(TASK INPUTS Opens)

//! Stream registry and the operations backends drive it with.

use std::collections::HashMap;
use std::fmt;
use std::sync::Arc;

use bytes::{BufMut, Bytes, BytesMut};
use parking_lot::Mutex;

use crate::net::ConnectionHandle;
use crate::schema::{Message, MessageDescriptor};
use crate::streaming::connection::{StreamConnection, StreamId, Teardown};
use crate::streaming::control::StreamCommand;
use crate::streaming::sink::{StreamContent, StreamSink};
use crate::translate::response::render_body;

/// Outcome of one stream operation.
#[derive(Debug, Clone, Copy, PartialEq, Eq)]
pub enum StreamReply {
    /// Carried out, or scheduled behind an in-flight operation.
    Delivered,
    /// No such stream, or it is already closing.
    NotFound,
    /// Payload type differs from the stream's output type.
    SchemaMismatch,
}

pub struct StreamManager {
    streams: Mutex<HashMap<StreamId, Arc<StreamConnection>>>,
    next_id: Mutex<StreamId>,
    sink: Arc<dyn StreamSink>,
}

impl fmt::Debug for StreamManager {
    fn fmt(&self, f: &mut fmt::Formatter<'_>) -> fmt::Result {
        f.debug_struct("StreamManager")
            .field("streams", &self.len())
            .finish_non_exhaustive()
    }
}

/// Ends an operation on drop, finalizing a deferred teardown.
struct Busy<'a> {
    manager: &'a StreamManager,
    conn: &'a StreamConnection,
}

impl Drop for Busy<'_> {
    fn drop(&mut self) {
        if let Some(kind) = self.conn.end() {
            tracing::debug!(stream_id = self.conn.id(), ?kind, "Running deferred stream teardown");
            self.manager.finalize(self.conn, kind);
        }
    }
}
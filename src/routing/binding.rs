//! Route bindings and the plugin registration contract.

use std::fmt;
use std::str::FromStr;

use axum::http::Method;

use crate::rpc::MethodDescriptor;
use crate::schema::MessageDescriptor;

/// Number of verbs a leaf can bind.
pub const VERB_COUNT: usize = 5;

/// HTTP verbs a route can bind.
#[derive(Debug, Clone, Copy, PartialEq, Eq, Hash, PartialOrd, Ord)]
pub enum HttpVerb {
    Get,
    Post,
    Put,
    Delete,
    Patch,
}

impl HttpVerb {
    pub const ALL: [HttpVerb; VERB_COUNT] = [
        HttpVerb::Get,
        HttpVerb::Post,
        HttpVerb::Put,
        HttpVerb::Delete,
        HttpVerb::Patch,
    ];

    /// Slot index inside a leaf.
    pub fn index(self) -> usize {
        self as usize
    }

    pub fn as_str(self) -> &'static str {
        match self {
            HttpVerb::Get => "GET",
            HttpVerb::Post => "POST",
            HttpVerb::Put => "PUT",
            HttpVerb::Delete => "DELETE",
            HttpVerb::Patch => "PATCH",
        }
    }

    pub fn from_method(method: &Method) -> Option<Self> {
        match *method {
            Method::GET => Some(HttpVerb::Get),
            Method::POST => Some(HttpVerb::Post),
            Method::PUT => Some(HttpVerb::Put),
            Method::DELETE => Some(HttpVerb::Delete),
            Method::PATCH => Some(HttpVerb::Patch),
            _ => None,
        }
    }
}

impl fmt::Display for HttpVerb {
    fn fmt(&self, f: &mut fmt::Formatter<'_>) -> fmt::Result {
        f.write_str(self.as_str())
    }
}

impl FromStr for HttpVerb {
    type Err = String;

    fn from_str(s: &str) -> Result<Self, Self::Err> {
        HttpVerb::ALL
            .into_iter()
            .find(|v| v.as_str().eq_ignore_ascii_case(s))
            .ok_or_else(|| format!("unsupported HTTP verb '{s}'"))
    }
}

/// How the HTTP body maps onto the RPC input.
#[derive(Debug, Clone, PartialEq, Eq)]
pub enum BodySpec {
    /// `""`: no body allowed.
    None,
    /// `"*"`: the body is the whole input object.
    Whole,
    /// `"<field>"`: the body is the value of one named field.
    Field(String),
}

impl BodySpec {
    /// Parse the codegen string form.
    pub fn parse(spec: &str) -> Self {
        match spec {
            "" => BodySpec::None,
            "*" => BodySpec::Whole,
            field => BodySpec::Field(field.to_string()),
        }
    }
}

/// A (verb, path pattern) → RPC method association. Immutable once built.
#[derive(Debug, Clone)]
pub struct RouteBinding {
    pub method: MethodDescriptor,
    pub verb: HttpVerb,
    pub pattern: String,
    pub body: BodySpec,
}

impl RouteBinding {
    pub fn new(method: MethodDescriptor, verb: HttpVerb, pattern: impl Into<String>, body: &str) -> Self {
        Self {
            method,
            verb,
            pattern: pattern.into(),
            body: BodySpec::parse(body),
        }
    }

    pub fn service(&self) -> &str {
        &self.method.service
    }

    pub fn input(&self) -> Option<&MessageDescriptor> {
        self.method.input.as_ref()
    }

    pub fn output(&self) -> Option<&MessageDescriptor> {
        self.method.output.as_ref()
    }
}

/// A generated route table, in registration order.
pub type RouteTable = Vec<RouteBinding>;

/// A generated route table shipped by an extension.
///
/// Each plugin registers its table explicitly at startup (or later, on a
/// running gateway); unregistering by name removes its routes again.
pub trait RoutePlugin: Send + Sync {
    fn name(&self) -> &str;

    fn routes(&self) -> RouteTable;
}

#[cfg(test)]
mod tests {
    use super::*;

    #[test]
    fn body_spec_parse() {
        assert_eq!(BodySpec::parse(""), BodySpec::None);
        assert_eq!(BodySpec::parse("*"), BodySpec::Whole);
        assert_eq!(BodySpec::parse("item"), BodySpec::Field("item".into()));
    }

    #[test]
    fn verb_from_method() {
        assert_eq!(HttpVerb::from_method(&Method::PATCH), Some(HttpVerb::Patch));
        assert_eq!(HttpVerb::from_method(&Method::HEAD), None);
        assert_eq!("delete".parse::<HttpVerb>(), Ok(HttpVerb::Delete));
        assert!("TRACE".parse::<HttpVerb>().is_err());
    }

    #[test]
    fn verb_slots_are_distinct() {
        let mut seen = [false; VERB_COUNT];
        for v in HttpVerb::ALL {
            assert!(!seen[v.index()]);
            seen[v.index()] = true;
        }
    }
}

(TASK INPUTS Closes)

■ **ABOUT THIS TASK**
Starting at the line above that contains "filename src/routing/binding.rs", write out each line exactly until the line that contains "use crate::schema::MessageDescriptor;" has been written, and stop there.

■ **FINAL ANSWER**
filename src/routing/binding.rs
//! Route bindings and the plugin registration contract.

use std::fmt;
use std::str::FromStr;

use axum::http::Method;

use crate::rpc::MethodDescriptor;
use crate::schema::MessageDescriptor;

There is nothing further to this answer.